Requirements:
- All the scripts in this repository must be in /bin directory, with chmod 755 permissions
- BIOM software: https://biom-format.org/#installing-the-biom-format-python-package
- kraken-biom software: https://github.com/smdabdoub/kraken-biom
Theses steps cames after other pipeline (soon it will be here in github) to download, apply quality filter and performs taxonomic annotation in metagenomical samples. We use kraken_report to generate abundance matrix from Bacteria and Archaea groups.
biom_matrix, is a short script made by Rilquer Mascarenhas, who was designed to process report files outputted by kraken into abundance matrix for a specific metagenomic sample or a set of metagenomic samples. This script performs:
- Apply a taxonomic filter using the script selectGroups, based on the groups files, to filter out any annotation not referred to Bacteria or Archaea.

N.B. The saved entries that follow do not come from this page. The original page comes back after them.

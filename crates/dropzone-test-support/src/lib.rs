#![forbid(unsafe_code)]
#![warn(
    unused,
    unreachable_pub,
    clippy::all,
    clippy::pedantic,
    rustdoc::broken_intra_doc_links,
    missing_docs
)]

//! Shared test helpers used across DropZone suites.
//! Layout: fixtures.rs (drop builders, fixed clock), mocks.rs (scripted drop service),
//! effects.rs (recording sink and opener).

pub mod effects;
pub mod fixtures;
pub mod mocks;
//! Command handlers grouped by concern.

pub(crate) mod access;
pub(crate) mod bookmarks;
pub(crate) mod catalog;
pub(crate) mod session;

use anyhow::anyhow;
use dropzone_catalog::DetailView;
use dropzone_core::{DropId, DropRecord};

use crate::client::{AppContext, CliError, CliResult};

/// Mount a detail view for `id` and load its record.
///
/// The returned view must stay alive while the record is acted on, since
/// toggles and downloads require the drop to be loaded in a mounted view.
pub(crate) async fn load_detail(ctx: &AppContext, id: &str) -> CliResult<(DetailView, DropRecord)> {
    let id = id.trim();
    if id.is_empty() {
        return Err(CliError::validation("drop id must not be empty"));
    }
    let view = ctx.catalog.mount_detail(DropId::from(id));
    ctx.catalog.fetch_detail(&view).await?;
    let record = view
        .record()
        .ok_or_else(|| CliError::failure(anyhow!("drop {id} was not loaded")))?;
    Ok((view, record))
}
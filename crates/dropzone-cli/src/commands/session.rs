use anyhow::Context as _;
use dropzone_core::{DropService, display_name_hint};
use serde_json::json;

use crate::client::{AppContext, CliError, CliResult};
use crate::output::render;

pub(crate) fn handle_whoami(ctx: &AppContext) -> CliResult<String> {
    let token = ctx.access_token.as_deref().ok_or_else(|| {
        CliError::validation("access token is required (pass --token or set DROPZONE_TOKEN)")
    })?;
    let name = display_name_hint(token);
    render(&json!({ "display_name": name }), ctx.output, |_| {
        format!("Signed in as {name}")
    })
}

pub(crate) async fn handle_health(ctx: &AppContext) -> CliResult<String> {
    let status = ctx
        .service
        .health()
        .await
        .context("health check failed")
        .map_err(CliError::failure)?;
    render(&status, ctx.output, |status| match &status.message {
        Some(message) => format!("status: {} ({message})", status.status),
        None => format!("status: {}", status.status),
    })
}

#[cfg(test)]
mod tests {
    use super::*;
    use crate::cli::OutputFormat;
    use crate::client::test_support::context_for;
    use base64::Engine as _;
    use httpmock::prelude::*;
    use tempfile::TempDir;

    fn token_with(claims: &serde_json::Value) -> String {
        let engine = base64::engine::general_purpose::URL_SAFE_NO_PAD;
        format!(
            "{}.{}.sig",
            engine.encode(br#"{"alg":"HS256"}"#),
            engine.encode(claims.to_string())
        )
    }

    #[test]
    fn whoami_prefers_email() {
        let dir = TempDir::new().expect("temp dir");
        let token = token_with(&json!({"email": "ada@example.com", "username": "ada"}));
        let ctx = context_for(
            "http://127.0.0.1:9",
            Some(&token),
            dir.path(),
            OutputFormat::Table,
        );
        assert_eq!(
            handle_whoami(&ctx).expect("whoami"),
            "Signed in as ada@example.com"
        );
    }

    #[test]
    fn whoami_requires_token() {
        let dir = TempDir::new().expect("temp dir");
        let ctx = context_for("http://127.0.0.1:9", None, dir.path(), OutputFormat::Table);
        let err = handle_whoami(&ctx).expect_err("token required");
        assert_eq!(err.exit_code(), 2);
    }

    #[tokio::test]
    async fn health_reports_status() {
        let server = MockServer::start_async().await;
        let mock = server.mock(|when, then| {
            when.method(GET).path("/api/health/");
            then.status(200)
                .json_body(json!({"status": "healthy", "message": "DropZone API is running"}));
        });
        let dir = TempDir::new().expect("temp dir");
        let ctx = context_for(&server.base_url(), None, dir.path(), OutputFormat::Table);

        let output = handle_health(&ctx).await.expect("health");
        mock.assert();
        assert_eq!(output, "status: healthy (DropZone API is running)");
    }

    #[tokio::test]
    async fn unreachable_service_is_a_failure() {
        let server = MockServer::start_async().await;
        server.mock(|when, then| {
            when.method(GET).path("/api/health/");
            then.status(502);
        });
        let dir = TempDir::new().expect("temp dir");
        let ctx = context_for(&server.base_url(), None, dir.path(), OutputFormat::Table);

        let err = handle_health(&ctx).await.expect_err("bad gateway");
        assert_eq!(err.exit_code(), 3);
        assert!(err.display_message().starts_with("health check failed"));
    }
}
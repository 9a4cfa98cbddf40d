#![forbid(unsafe_code)]
#![warn(
    unused,
    unreachable_pub,
    clippy::all,
    clippy::pedantic,
    rustdoc::broken_intra_doc_links,
    missing_docs
)]

//! Change notifications published by the catalog engine.
//!
//! Views subscribe to the bus and re-render when an event addressed to them (or
//! to the shared bookmark set) arrives. The bus keeps a bounded replay ring so a
//! view that re-subscribes with the last id it saw does not miss a change.
//!
//! Layout: `payloads.rs` (event enum + envelope), `routing.rs` (`EventBus`),
//! `topics.rs` (audience helpers).

pub mod payloads;
pub mod routing;
pub mod topics;

pub use payloads::{
    BookmarkPhase, DEFAULT_REPLAY_CAPACITY, Event, EventEnvelope, EventId, ViewId,
};
pub use routing::{EventBus, EventStream};
pub use topics::{concerns_view, event_kind};
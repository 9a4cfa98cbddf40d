//! Catalog fetches: the dashboard barrier plus bookmark and detail refreshes.

use std::sync::Arc;

use dropzone_core::{
    CatalogError, CatalogResult, Collection, DropRecord, DropService, ServiceError, ServiceResult,
};
use dropzone_events::ViewId;

use crate::store::{CatalogStore, FetchOutcome, FetchTicket, ViewKind};

/// Issues remote fetches on behalf of mounted views.
#[derive(Clone)]
pub struct CatalogFetcher {
    service: Arc<dyn DropService>,
    store: CatalogStore,
}

impl CatalogFetcher {
    /// Fetcher writing into `store`.
    #[must_use]
    pub fn new(service: Arc<dyn DropService>, store: CatalogStore) -> Self {
        Self { service, store }
    }

    /// Load released, upcoming, and bookmarked drops for a view.
    ///
    /// The three calls run concurrently and nothing is written until all of
    /// them have settled. Any failure leaves the view's previous snapshots in
    /// place, marked stale. The calls run on a spawned task so they complete
    /// even if the caller stops waiting; the result is then discarded.
    ///
    /// # Errors
    ///
    /// Returns [`CatalogError::CatalogFetch`] naming the first failing
    /// collection (released, then upcoming, then bookmarked).
    pub async fn fetch_catalog(&self, view_id: ViewId) -> CatalogResult<FetchOutcome> {
        let Some(ticket) = self.store.begin_fetch(view_id) else {
            return Ok(FetchOutcome::Discarded);
        };
        let service = Arc::clone(&self.service);
        let store = self.store.clone();

        let task = tokio::spawn(async move {
            let (released, upcoming, bookmarked) = tokio::join!(
                service.released_drops(),
                service.upcoming_drops(),
                service.bookmarked_drops(),
            );
            let (collection, source) = match (released, upcoming, bookmarked) {
                (Ok(released), Ok(upcoming), Ok(bookmarked)) => {
                    tracing::debug!(
                        view_id,
                        released = released.len(),
                        upcoming = upcoming.len(),
                        bookmarked = bookmarked.len(),
                        "catalog fetched"
                    );
                    return Ok(store.apply_catalog(ticket, released, upcoming, bookmarked));
                }
                (Err(source), _, _) => (Collection::Released, source),
                (_, Err(source), _) => (Collection::Upcoming, source),
                (_, _, Err(source)) => (Collection::Bookmarked, source),
            };
            Err(stale(&store, ticket, collection, source))
        });

        task.await.map_err(|_| CatalogError::TaskAborted {
            operation: "fetch_catalog",
        })?
    }

    /// Refresh only the shared bookmark set on behalf of a view.
    ///
    /// # Errors
    ///
    /// Returns [`CatalogError::CatalogFetch`] when the call fails.
    pub async fn fetch_bookmarks(&self, view_id: ViewId) -> CatalogResult<FetchOutcome> {
        let Some(ticket) = self.store.begin_fetch(view_id) else {
            return Ok(FetchOutcome::Discarded);
        };
        let service = Arc::clone(&self.service);
        let store = self.store.clone();

        let task = tokio::spawn(async move {
            match service.bookmarked_drops().await {
                Ok(bookmarked) => Ok(store.apply_bookmarks(ticket, bookmarked)),
                Err(source) => Err(stale(&store, ticket, Collection::Bookmarked, source)),
            }
        });

        task.await.map_err(|_| CatalogError::TaskAborted {
            operation: "fetch_bookmarks",
        })?
    }

    /// Load the drop a detail view shows.
    ///
    /// # Errors
    ///
    /// Returns [`CatalogError::NotFound`] when the drop no longer exists and
    /// [`CatalogError::CatalogFetch`] for any other failure.
    pub async fn fetch_detail(&self, view_id: ViewId) -> CatalogResult<FetchOutcome> {
        let Some(ViewKind::Detail(drop_id)) = self.store.view_kind(view_id) else {
            return Ok(FetchOutcome::Discarded);
        };
        let Some(ticket) = self.store.begin_fetch(view_id) else {
            return Ok(FetchOutcome::Discarded);
        };
        let service = Arc::clone(&self.service);
        let store = self.store.clone();

        let task = tokio::spawn(async move {
            let result: ServiceResult<DropRecord> = service.drop_by_id(&drop_id).await;
            match result {
                Ok(record) => Ok(store.apply_detail(ticket, record)),
                Err(ServiceError::NotFound { .. }) => {
                    mark_stale(&store, ticket, Collection::Detail);
                    Err(CatalogError::NotFound { drop_id })
                }
                Err(source) => Err(stale(&store, ticket, Collection::Detail, source)),
            }
        });

        task.await.map_err(|_| CatalogError::TaskAborted {
            operation: "fetch_detail",
        })?
    }
}

fn stale(
    store: &CatalogStore,
    ticket: FetchTicket,
    collection: Collection,
    source: ServiceError,
) -> CatalogError {
    tracing::warn!(
        view_id = ticket.view_id(),
        collection = %collection,
        error = %source,
        "catalog fetch failed; keeping previous snapshot"
    );
    mark_stale(store, ticket, collection);
    CatalogError::CatalogFetch { collection, source }
}

fn mark_stale(store: &CatalogStore, ticket: FetchTicket, collection: Collection) {
    if store.mark_stale(ticket, collection) == FetchOutcome::Discarded {
        tracing::debug!(
            view_id = ticket.view_id(),
            collection = %collection,
            "stale marking skipped; a newer fetch owns the view"
        );
    }
}
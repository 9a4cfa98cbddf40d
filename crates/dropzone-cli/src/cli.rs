//! Argument parsing and command dispatch.

use std::path::PathBuf;

use clap::{Args, Parser, Subcommand, ValueEnum};
use dropzone_config::{ClientConfig, ConfigLoader, ConfigPatch};
use dropzone_telemetry::{LogFormat, LoggingConfig, command_span, init_logging, with_command_context};
use tracing::Instrument;
use uuid::Uuid;

use crate::client::{AppContext, CliError, CliResult};
use crate::commands::{access, bookmarks, catalog, session};
use crate::opener::LaunchMode;

/// Parses CLI arguments, executes the requested command, and prints its
/// output. Returns the process exit code.
pub async fn run() -> i32 {
    execute(Cli::parse()).await
}

pub(crate) async fn execute(cli: Cli) -> i32 {
    let command_name = cli.command.label();
    let request_id = Uuid::new_v4().to_string();
    let span = command_span(command_name, &request_id);

    let result = with_command_context(
        request_id.clone(),
        command_name,
        dispatch(cli, request_id).instrument(span),
    )
    .await;

    match result {
        Ok(output) => {
            if !output.is_empty() {
                println!("{output}");
            }
            0
        }
        Err(err) => {
            eprintln!("error: {}", err.display_message());
            err.exit_code()
        }
    }
}

async fn dispatch(cli: Cli, request_id: String) -> CliResult<String> {
    let config = load_config(&cli)?;
    install_logging(&config);
    let ctx = AppContext::new(&config, &request_id, cli.output, cli.command.launch_mode())?;
    tracing::debug!(command = cli.command.label(), "dispatching command");
    run_command(&ctx, cli.command).await
}

pub(crate) async fn run_command(ctx: &AppContext, command: Command) -> CliResult<String> {
    match command {
        Command::Dashboard => catalog::handle_dashboard(ctx).await,
        Command::Bookmarks => catalog::handle_bookmarks(ctx).await,
        Command::Show(args) => catalog::handle_show(ctx, args).await,
        Command::Bookmark(args) => bookmarks::handle_bookmark(ctx, args).await,
        Command::Download(args) => access::handle_download(ctx, args).await,
        Command::Open(args) => access::handle_open(ctx, args).await,
        Command::Whoami => session::handle_whoami(ctx),
        Command::Health => session::handle_health(ctx).await,
    }
}

fn load_config(cli: &Cli) -> CliResult<ClientConfig> {
    let mut loader = ConfigLoader::new().overrides(cli.overrides());
    if let Some(path) = &cli.config {
        loader = loader.file(path);
    }
    loader
        .load()
        .map_err(|err| CliError::validation(err.describe()))
}

fn install_logging(config: &ClientConfig) {
    let logging = LoggingConfig {
        level: &config.log_level,
        format: LogFormat::from_config(config.log_format.as_deref()),
        build_sha: option_env!("DROPZONE_BUILD_SHA").unwrap_or("dev"),
    };
    if let Err(err) = init_logging(&logging) {
        eprintln!("warning: {err:#}");
    }
}

#[derive(Parser)]
#[command(
    name = "dropzone",
    about = "Browse, bookmark, and download DropZone drops"
)]
pub(crate) struct Cli {
    #[arg(long, global = true, help = "API origin (overrides DROPZONE_API_URL)")]
    pub(crate) api_url: Option<String>,
    #[arg(long, global = true, help = "Bearer token (overrides DROPZONE_TOKEN)")]
    pub(crate) token: Option<String>,
    #[arg(long, global = true, help = "Request timeout in seconds")]
    pub(crate) timeout: Option<u64>,
    #[arg(long, global = true, help = "JSON configuration file")]
    pub(crate) config: Option<PathBuf>,
    #[arg(
        long = "output",
        alias = "format",
        global = true,
        value_enum,
        env = "DROPZONE_OUTPUT",
        default_value_t = OutputFormat::Table,
        help = "Select output format for commands that render structured data"
    )]
    pub(crate) output: OutputFormat,
    #[command(subcommand)]
    pub(crate) command: Command,
}

impl Cli {
    fn overrides(&self) -> ConfigPatch {
        let download_dir = match &self.command {
            Command::Download(args) => args.dir.clone(),
            _ => None,
        };
        ConfigPatch {
            api_url: self.api_url.clone(),
            access_token: self.token.clone(),
            timeout_secs: self.timeout,
            download_dir,
            ..ConfigPatch::default()
        }
    }
}

#[derive(Subcommand, Debug, Clone, PartialEq, Eq)]
pub(crate) enum Command {
    /// Released drops, a preview of your bookmarks, and upcoming drops.
    Dashboard,
    /// Every bookmarked drop.
    Bookmarks,
    /// One drop in detail.
    Show(DropArgs),
    /// Toggle the bookmark on a drop.
    Bookmark(DropArgs),
    /// Download a drop's file.
    Download(DownloadArgs),
    /// Open a repository drop's link.
    Open(OpenArgs),
    /// Display name carried by the access token.
    Whoami,
    /// Probe the API health endpoint.
    Health,
}

impl Command {
    pub(crate) const fn label(&self) -> &'static str {
        match self {
            Self::Dashboard => "dashboard",
            Self::Bookmarks => "bookmarks",
            Self::Show(_) => "show",
            Self::Bookmark(_) => "bookmark",
            Self::Download(_) => "download",
            Self::Open(_) => "open",
            Self::Whoami => "whoami",
            Self::Health => "health",
        }
    }

    const fn launch_mode(&self) -> LaunchMode {
        match self {
            Self::Open(args) if !args.print => LaunchMode::Browser,
            _ => LaunchMode::Print,
        }
    }
}

#[derive(Args, Debug, Clone, PartialEq, Eq)]
pub(crate) struct DropArgs {
    /// Drop identifier.
    pub(crate) id: String,
}

#[derive(Args, Debug, Clone, PartialEq, Eq)]
pub(crate) struct DownloadArgs {
    /// Drop identifier.
    pub(crate) id: String,
    /// Directory to save into (overrides DROPZONE_DOWNLOAD_DIR).
    #[arg(long)]
    pub(crate) dir: Option<PathBuf>,
}

#[derive(Args, Debug, Clone, PartialEq, Eq)]
pub(crate) struct OpenArgs {
    /// Drop identifier.
    pub(crate) id: String,
    /// Print the link instead of launching a browser.
    #[arg(long)]
    pub(crate) print: bool,
}

#[derive(Copy, Clone, Debug, PartialEq, Eq, ValueEnum)]
pub(crate) enum OutputFormat {
    Table,
    Json,
}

- For each taxonomic rank defined by the user, uses the selgroups_out file (output from the previous script) into the program kraken-biom, which converts the file to a table in the biom format. Then, uses the biom command from the same program to convert the biom format into a readable tsv format table.
- The tsv format is read into the R script modify_tsv, to filter out the results for the specified rank. This script retrieves all reads annotated to a specific taxonomic rank, as well as all reads that were annotated to a higher rank but could not be annotated for the desire rank (e.g., when the desired rank is genus, a number of reads can be annotated only until the family level, and those will be outputted as Unclassified genus in family XXX).
Usage: $ biom_matrix -d kraken_report_files -n standart_name -o output_directory -r taxonomic rank (P,C,O,F,G)
Options:
- -s: Path to the sample to be analyzed (when analysing only one sample, not be used with -d)
- -d: Path to the directory containing all samples to be collapsed into a single matrix. (not to be used with -s)
- -n: Expression used to name the analysis of a specific subset (when using the option -d). This will be the name of the final output abundance matrix.
- -o: Path to the directory where to place final output files. Optional (default is current directory)
- -r: Taxonomic rank (between Phyla and Species) in which output the final abundance matrix. A vector with one or more of the following: P (for Phyla), C (for Class), O (for Order), F (for Family), G (for Genus) or S (for Species). When using more than one option, they MUST be separated by a comma. Mandatory.
- --help: Shows this help information.
After this pipeline, we have obtained “.matrix” files that will be used in a R script to give our matrix the format required to other analysis.